Every line of the data below must be given again exactly.

■ DATA FOR THE TASK:

=-=-=-=-=

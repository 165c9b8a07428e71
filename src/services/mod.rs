// Service exports
pub mod ledger;
pub mod memory;
pub mod postgres;
pub mod rest;

pub use ledger::{
    list_user_skills, rejected_by_database, verify_swap_request, LedgerError, SkillLedger,
    SkillRegistry,
};
pub use memory::InMemoryLedger;
pub use postgres::{PoolOptions, PostgresLedger};
pub use rest::{RestLedger, RestTables, DEFAULT_PAGE_SIZE};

=-=-=-=-=

■ SOLUTION TO THIS TASK:
repository 165c9b8a07428e71
filename src/services/mod.rs
// Service exports
pub mod ledger;
pub mod memory;
pub mod postgres;
pub mod rest;

pub use ledger::{
    list_user_skills, rejected_by_database, verify_swap_request, LedgerError, SkillLedger,
    SkillRegistry,
};
pub use memory::InMemoryLedger;
pub use postgres::{PoolOptions, PostgresLedger};
pub use rest::{RestLedger, RestTables, DEFAULT_PAGE_SIZE};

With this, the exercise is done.